O setor de produtos de limpeza no Brasil está vivendo uma transformação, com os consumidores preferindo cada vez mais marcas oficiais em vez de produtos piratas. Esse comportamento tem impulsionado o crescimento do setor, que registrou um recorde de produção em 2024. A isonomia fiscal prevista na reforma tributária, que está em tramitação no Senado, é vista como um fator que beneficiará tanto consumidores quanto a indústria. De acordo com Paulo Engler, diretor executivo da Associação Brasileira da Indústria de Produtos de Higiene, Limpeza e Saneantes (Abipla), a reforma promete promover justiça fiscal e aumentar a arrecadação de impostos para a União, estados e municípios.
Engler, especialista em tributos, ressalta que a reforma tributária eliminará incentivos fiscais que atualmente permitem que grandes empresas evitem o pagamento de impostos. A proposta do “split payment” estabelecerá que o pagamento de tributos ocorra no consumo, desde que as etapas anteriores já tenham sido devidamente tributadas. Para o especialista, se a reforma for bem-sucedida, ela será um marco para o Brasil e sua economia.
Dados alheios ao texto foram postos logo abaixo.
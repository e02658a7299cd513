//! Device movement between decisions.

use fm_core::Coordinate;
use fm_topology::MobileDevice;

/// Moves a device forward by one tick.
///
/// Implementations may change position and heading; speed and attachment
/// are left to the driver.
pub trait MobilityModel: Send + Sync + 'static {
    fn advance(&self, device: &mut MobileDevice, dt_secs: f64);
}

/// Straight-line motion at constant speed.
///
/// With `bounds` set, a device that would leave the rectangle is clamped to
/// the edge and its heading mirrored, so it bounces back.
#[derive(Clone, Debug, Default)]
pub struct LinearMobility {
    pub bounds: Option<(Coordinate, Coordinate)>,
}

impl LinearMobility {
    pub fn bounded(min: Coordinate, max: Coordinate) -> Self {
        Self { bounds: Some((min, max)) }
    }
}

impl MobilityModel for LinearMobility {
    fn advance(&self, device: &mut MobileDevice, dt_secs: f64) {
        if device.is_stationary() {
            return;
        }
        let mut next = device.coord.advance(device.direction, device.speed * dt_secs);

        if let Some((min, max)) = self.bounds {
            let mut heading = device.direction;
            if next.x < min.x || next.x > max.x {
                next.x = next.x.clamp(min.x, max.x);
                heading = 180.0 - heading;
            }
            if next.y < min.y || next.y > max.y {
                next.y = next.y.clamp(min.y, max.y);
                heading = -heading;
            }
            device.direction = fm_core::normalize_deg(heading);
        }

        device.coord = next;
    }
}
//! Error types for fm-output.

use thiserror::Error;

/// Errors raised while creating or writing output files.
#[derive(Debug, Error)]
pub enum OutputError {
    #[error("I/O error: {0}")]
    Io(#[from] std::io::Error),

    #[error("CSV write error: {0}")]
    Csv(#[from] csv::Error),

    #[cfg(feature = "sqlite")]
    #[error("SQLite error: {0}")]
    Sqlite(#[from] rusqlite::Error),

    #[cfg(feature = "parquet")]
    #[error("Arrow error: {0}")]
    Arrow(#[from] arrow::error::ArrowError),

    #[cfg(feature = "parquet")]
    #[error("Parquet error: {0}")]
    Parquet(#[from] parquet::errors::ParquetError),
}

pub type OutputResult<T> = Result<T, OutputError>;
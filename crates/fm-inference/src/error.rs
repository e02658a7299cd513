use thiserror::Error;

#[derive(Debug, Error)]
pub enum InferenceError {
    /// The HTTP client could not be constructed.
    #[error("failed to build HTTP client: {0}")]
    Client(#[source] reqwest::Error),

    #[error("transport error: {0}")]
    Transport(#[source] reqwest::Error),

    #[error("inference request timed out")]
    Timeout,

    #[error("inference service returned HTTP {0}")]
    Status(u16),

    #[error("malformed inference response: {0}")]
    Malformed(String),

    #[error("inference configuration error: {0}")]
    Config(String),
}

impl InferenceError {
    pub(crate) fn from_reqwest(e: reqwest::Error) -> Self {
        if e.is_timeout() {
            InferenceError::Timeout
        } else {
            InferenceError::Transport(e)
        }
    }
}

pub type InferenceResult<T> = Result<T, InferenceError>;
//! Shared error type.
//!
//! Sub-crates define their own error enums and wrap `CoreError` as one
//! variant where they need it.

use thiserror::Error;

/// Errors raised while validating core values.
#[derive(Debug, Error)]
pub enum CoreError {
    #[error("non-finite value for {what}: {value}")]
    NonFinite { what: &'static str, value: f64 },
}

/// Shorthand result type for `fm-core`.
pub type CoreResult<T> = Result<T, CoreError>;

/// Reject NaN and infinities in values that feed distance arithmetic.
pub fn ensure_finite(what: &'static str, value: f64) -> CoreResult<f64> {
    if value.is_finite() {
        Ok(value)
    } else {
        Err(CoreError::NonFinite { what, value })
    }
}
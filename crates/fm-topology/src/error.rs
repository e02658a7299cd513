//! Topology validation errors.
//!
//! Everything here is raised at construction time.  A topology (or device)
//! that passed validation never produces these during a tick.

use thiserror::Error;

use fm_core::{ApId, CoreError, DeviceId, ServerId};

#[derive(Debug, Error)]
pub enum TopologyError {
    #[error("{kind} at roster position {position} carries id {id}")]
    IdMismatch { kind: &'static str, position: usize, id: u32 },

    #[error("AP {ap} references unknown server {server}")]
    DanglingServer { ap: ApId, server: ServerId },

    #[error("AP {ap} lists unknown neighbour {neighbor}")]
    DanglingNeighbor { ap: ApId, neighbor: ApId },

    #[error("AP {0} lists itself as a neighbour")]
    SelfNeighbor(ApId),

    #[error("duplicate {kind} name {name:?}")]
    DuplicateName { kind: &'static str, name: String },

    #[error("{what} of {name:?} must be positive and finite, got {value}")]
    InvalidGeometry { what: &'static str, name: String, value: f64 },

    #[error("unknown AP {0}")]
    UnknownAp(ApId),

    #[error("unknown server {0}")]
    UnknownServer(ServerId),

    #[error("device {device} is invalid: {reason}")]
    InvalidDevice { device: DeviceId, reason: String },

    #[error("parse error: {0}")]
    Parse(String),

    #[error(transparent)]
    Core(#[from] CoreError),
}

pub type TopologyResult<T> = Result<T, TopologyError>;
O setor de produtos de limpeza, que passou por uma queda de 5,7% em 2022, tem mostrado sinais de recuperação. Em 2023, houve uma expansão de 5,6%, e até o terceiro trimestre de 2024, o crescimento acumulado foi de 11%. A substituição de produtos informais, não regulamentados pela Anvisa, por produtos formais, aprovados pelos órgãos de fiscalização e vendidos em grandes redes de varejo, tem sido um dos principais fatores para esse avanço.
Consumidores, que são responsáveis pela limpeza de residências, escritórios e fábricas, têm percebido que os produtos formais oferecem maior eficácia na limpeza, higienização e desinfecção, o que tem impulsionado as vendas no setor. Com a recuperação do mercado e o fortalecimento da confiança nos produtos oficiais, a indústria de limpeza brasileira segue em expansão, consolidando um novo cenário de consumo e produção.